Problem details: The line with "could not be", the line with "let session_id = SessionId(granted.as_i32().unwrap_or(-1));", and all lines between them in the material below: return these exactly, and no others.

....

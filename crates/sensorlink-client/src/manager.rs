//! Session grant and release.

use std::sync::Arc;

use async_trait::async_trait;
use sensorlink_protocol::ControlTransport;
use sensorlink_types::{ControlValue, Method, MethodCall, SessionId};
use tracing::{debug, info};

use crate::error::ClientError;

/// The service side that hands out and takes back sessions.
#[async_trait]
pub trait SessionManager: Send + Sync + 'static {
    /// Obtain a session on `sensor_id`.
    async fn request_session(&self, sensor_id: &str) -> Result<SessionId, ClientError>;

    /// Give back `session_id` on the channel named `channel_id`.
    async fn release(&self, channel_id: &str, session_id: SessionId) -> Result<(), ClientError>;
}

/// [`SessionManager`] reached through a control transport bound to the
/// manager's address.
pub struct RemoteSessionManager {
    transport: Arc<dyn ControlTransport>,
}

impl RemoteSessionManager {
    pub fn new(transport: Arc<dyn ControlTransport>) -> Self {
        Self { transport }
    }
}

#[async_trait]
impl SessionManager for RemoteSessionManager {
    async fn request_session(&self, sensor_id: &str) -> Result<SessionId, ClientError> {
        let loaded = self
            .transport
            .call(MethodCall::new(
                Method::LoadPlugin,
                vec![ControlValue::from(sensor_id)],
            ))
            .await?;
        if loaded.as_bool() != Some(true) {
            return Err(ClientError::SessionRefused {
                sensor: sensor_id.to_string(),
                reason: "plugin could not be loaded".to_string(),
            });
        }
        debug!(sensor = sensor_id, "plugin loaded");

        let granted = self
            .transport
            .call(MethodCall::new(
                Method::RequestSensor,
                vec![ControlValue::from(sensor_id)],
            ))
            .await?;
        let session_id = SessionId(granted.as_i32().unwrap_or(-1));
        if !session_id.is_granted() {
            return Err(ClientError::SessionRefused {
                sensor: sensor_id.to_string(),
                reason: format!("no session granted ({session_id})"),
            });
        }
        info!(sensor = sensor_id, session = %session_id, "session granted");
        Ok(session_id)
    }

    async fn release(&self, channel_id: &str, session_id: SessionId) -> Result<(), ClientError> {
        let released = self
            .transport
            .call(MethodCall::new(
                Method::ReleaseSensor,
                vec![ControlValue::from(channel_id), ControlValue::Int(session_id.0)],
            ))
            .await?;
        if released.as_bool() == Some(false) {
            return Err(ClientError::SessionRefused {
                sensor: channel_id.to_string(),
                reason: format!("release of session {session_id} refused"),
            });
        }
        info!(channel = channel_id, session = %session_id, "session released");
        Ok(())
    }
}

#[cfg(test)]
mod tests {
    use super::*;
    use sensorlink_protocol::mock::MockTransport;
    use sensorlink_types::{ChannelAddress, RemoteError};

    fn manager() -> (RemoteSessionManager, sensorlink_protocol::mock::MockTransportHandle) {
        let transport = MockTransport::new(ChannelAddress::new(
            "/SensorManager",
            "local.SensorManager",
        ));
        let handle = transport.handle();
        (RemoteSessionManager::new(Arc::new(transport)), handle)
    }

    #[tokio::test]
    async fn grants_session_after_loading_plugin() {
        let (manager, handle) = manager();
        handle.set_value(Method::LoadPlugin, ControlValue::Bool(true));
        handle.set_value(Method::RequestSensor, ControlValue::Int(7));

        let session = manager.request_session("alssensor").await.unwrap();
        assert_eq!(session, SessionId(7));
        assert_eq!(handle.count(Method::LoadPlugin), 1);
    }

    #[tokio::test]
    async fn negative_grant_is_refused() {
        let (manager, handle) = manager();
        handle.set_value(Method::LoadPlugin, ControlValue::Bool(true));
        handle.set_value(Method::RequestSensor, ControlValue::Int(-1));

        let err = manager.request_session("alssensor").await.unwrap_err();
        assert!(matches!(err, ClientError::SessionRefused { .. }));
    }

    #[tokio::test]
    async fn unloaded_plugin_skips_request() {
        let (manager, handle) = manager();
        handle.set_value(Method::LoadPlugin, ControlValue::Bool(false));

        assert!(manager.request_session("nosuchsensor").await.is_err());
        assert_eq!(handle.count(Method::RequestSensor), 0);
    }

    #[tokio::test]
    async fn release_surfaces_transport_errors() {
        let (manager, handle) = manager();
        handle.fail(Method::ReleaseSensor, RemoteError::new("Failed", "unknown session"));

        let err = manager.release("alssensor", SessionId(3)).await.unwrap_err();
        assert!(matches!(err, ClientError::Protocol(_)));
    }
}
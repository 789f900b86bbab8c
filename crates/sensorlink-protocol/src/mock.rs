//! Mock control transport for testing.

use std::collections::HashMap;
use std::sync::{Arc, Mutex};

use async_trait::async_trait;
use sensorlink_types::{ChannelAddress, ControlValue, Method, MethodCall, RemoteError};
use tokio::sync::oneshot;

use crate::error::ProtocolError;
use crate::transport::{ControlTransport, PendingReply};

/// How a call reached the transport.
#[derive(Debug, Clone, Copy, PartialEq, Eq)]
pub enum CallKind {
    /// Asynchronous request with a tracked reply.
    Issued,
    /// Asynchronous request without a reply.
    Notified,
    /// Awaited query.
    Queried,
}

/// A call observed by the mock.
#[derive(Debug, Clone, PartialEq)]
pub struct RecordedCall {
    pub kind: CallKind,
    pub call: MethodCall,
}

type ReplySender = oneshot::Sender<Result<ControlValue, RemoteError>>;

#[derive(Debug)]
struct MockTransportState {
    calls: Vec<RecordedCall>,
    failures: HashMap<Method, RemoteError>,
    values: HashMap<Method, ControlValue>,
    valid: bool,
    hold: bool,
    held: Vec<(Method, ReplySender)>,
}

impl MockTransportState {
    fn outcome(&self, method: Method) -> Result<ControlValue, RemoteError> {
        if let Some(err) = self.failures.get(&method) {
            return Err(err.clone());
        }
        Ok(self.values.get(&method).cloned().unwrap_or_default())
    }
}

/// Mock control transport that records every call.
///
/// Replies are immediate unless [`MockTransportHandle::hold_replies`] is
/// set, in which case issued calls stay in flight until released.
pub struct MockTransport {
    address: ChannelAddress,
    state: Arc<Mutex<MockTransportState>>,
}

impl Default for MockTransport {
    fn default() -> Self {
        Self::new(ChannelAddress::new(
            "/SensorManager/mocksensor",
            "local.MockSensor",
        ))
    }
}

impl MockTransport {
    pub fn new(address: ChannelAddress) -> Self {
        Self {
            address,
            state: Arc::new(Mutex::new(MockTransportState {
                calls: Vec::new(),
                failures: HashMap::new(),
                values: HashMap::new(),
                valid: true,
                hold: false,
                held: Vec::new(),
            })),
        }
    }

    /// Get a clonable handle for scripting and observing the mock.
    pub fn handle(&self) -> MockTransportHandle {
        MockTransportHandle {
            state: Arc::clone(&self.state),
        }
    }
}

/// Clonable observer handle for [`MockTransport`].
#[derive(Clone)]
pub struct MockTransportHandle {
    state: Arc<Mutex<MockTransportState>>,
}

impl MockTransportHandle {
    /// Every call seen so far, in issue order.
    pub fn calls(&self) -> Vec<RecordedCall> {
        self.state.lock().unwrap().calls.clone()
    }

    /// Calls of the given kind, in issue order.
    pub fn calls_of(&self, kind: CallKind) -> Vec<MethodCall> {
        self.calls()
            .into_iter()
            .filter(|c| c.kind == kind)
            .map(|c| c.call)
            .collect()
    }

    /// Number of recorded calls to `method`, of any kind.
    pub fn count(&self, method: Method) -> usize {
        self.calls().iter().filter(|c| c.call.method == method).count()
    }

    pub fn clear_calls(&self) {
        self.state.lock().unwrap().calls.clear();
    }

    /// Make every future call to `method` fail with `error`.
    pub fn fail(&self, method: Method, error: RemoteError) {
        self.state.lock().unwrap().failures.insert(method, error);
    }

    /// Make every future call to `method` succeed with `value`.
    pub fn set_value(&self, method: Method, value: ControlValue) {
        let mut state = self.state.lock().unwrap();
        state.failures.remove(&method);
        state.values.insert(method, value);
    }

    pub fn set_valid(&self, valid: bool) {
        self.state.lock().unwrap().valid = valid;
    }

    /// Keep issued calls in flight instead of answering them immediately.
    pub fn hold_replies(&self, hold: bool) {
        self.state.lock().unwrap().hold = hold;
    }

    /// Number of issued calls still waiting for a reply.
    pub fn held_count(&self) -> usize {
        self.state.lock().unwrap().held.len()
    }

    /// Answer every held call according to the current script.
    pub fn release_held(&self) {
        let mut state = self.state.lock().unwrap();
        let held = std::mem::take(&mut state.held);
        for (method, tx) in held {
            let _ = tx.send(state.outcome(method));
        }
    }
}

#[async_trait]
impl ControlTransport for MockTransport {
    fn address(&self) -> &ChannelAddress {
        &self.address
    }

    fn issue(&self, call: MethodCall) -> PendingReply {
        let mut state = self.state.lock().unwrap();
        let method = call.method;
        state.calls.push(RecordedCall {
            kind: CallKind::Issued,
            call,
        });
        if state.hold {
            let (tx, reply) = PendingReply::channel();
            state.held.push((method, tx));
            reply
        } else {
            PendingReply::ready(state.outcome(method))
        }
    }

    fn notify(&self, call: MethodCall) {
        self.state.lock().unwrap().calls.push(RecordedCall {
            kind: CallKind::Notified,
            call,
        });
    }

    async fn call(&self, call: MethodCall) -> Result<ControlValue, ProtocolError> {
        let mut state = self.state.lock().unwrap();
        let method = call.method;
        state.calls.push(RecordedCall {
            kind: CallKind::Queried,
            call,
        });
        Ok(state.outcome(method)?)
    }

    fn is_valid(&self) -> bool {
        self.state.lock().unwrap().valid
    }
}

#[cfg(test)]
mod tests {
    use super::*;

    #[tokio::test]
    async fn held_replies_resolve_on_release() {
        let transport = MockTransport::default();
        let handle = transport.handle();
        handle.hold_replies(true);
        handle.fail(Method::Stop, RemoteError::new("Failed", "nope"));

        let reply = transport.issue(MethodCall::new(Method::Stop, vec![ControlValue::Int(1)]));
        assert_eq!(handle.held_count(), 1);
        handle.release_held();
        assert_eq!(handle.held_count(), 0);
        assert_eq!(reply.outcome().await.unwrap_err().message, "nope");
    }

    #[tokio::test]
    async fn queries_are_recorded_separately() {
        let transport = MockTransport::default();
        let handle = transport.handle();
        handle.set_value(Method::BufferSize, ControlValue::UInt(8));

        let value = transport.call(MethodCall::bare(Method::BufferSize)).await.unwrap();
        transport.notify(MethodCall::bare(Method::RemoveDataRangeRequest));

        assert_eq!(value, ControlValue::UInt(8));
        assert_eq!(handle.calls_of(CallKind::Queried).len(), 1);
        assert_eq!(handle.calls_of(CallKind::Notified).len(), 1);
        assert!(handle.calls_of(CallKind::Issued).is_empty());
    }
}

....

Task solution:
                reason: "plugin could not be loaded".to_string(),
            });
        }
        debug!(sensor = sensor_id, "plugin loaded");

        let granted = self
            .transport
            .call(MethodCall::new(
                Method::RequestSensor,
                vec![ControlValue::from(sensor_id)],
            ))
            .await?;
        let session_id = SessionId(granted.as_i32().unwrap_or(-1));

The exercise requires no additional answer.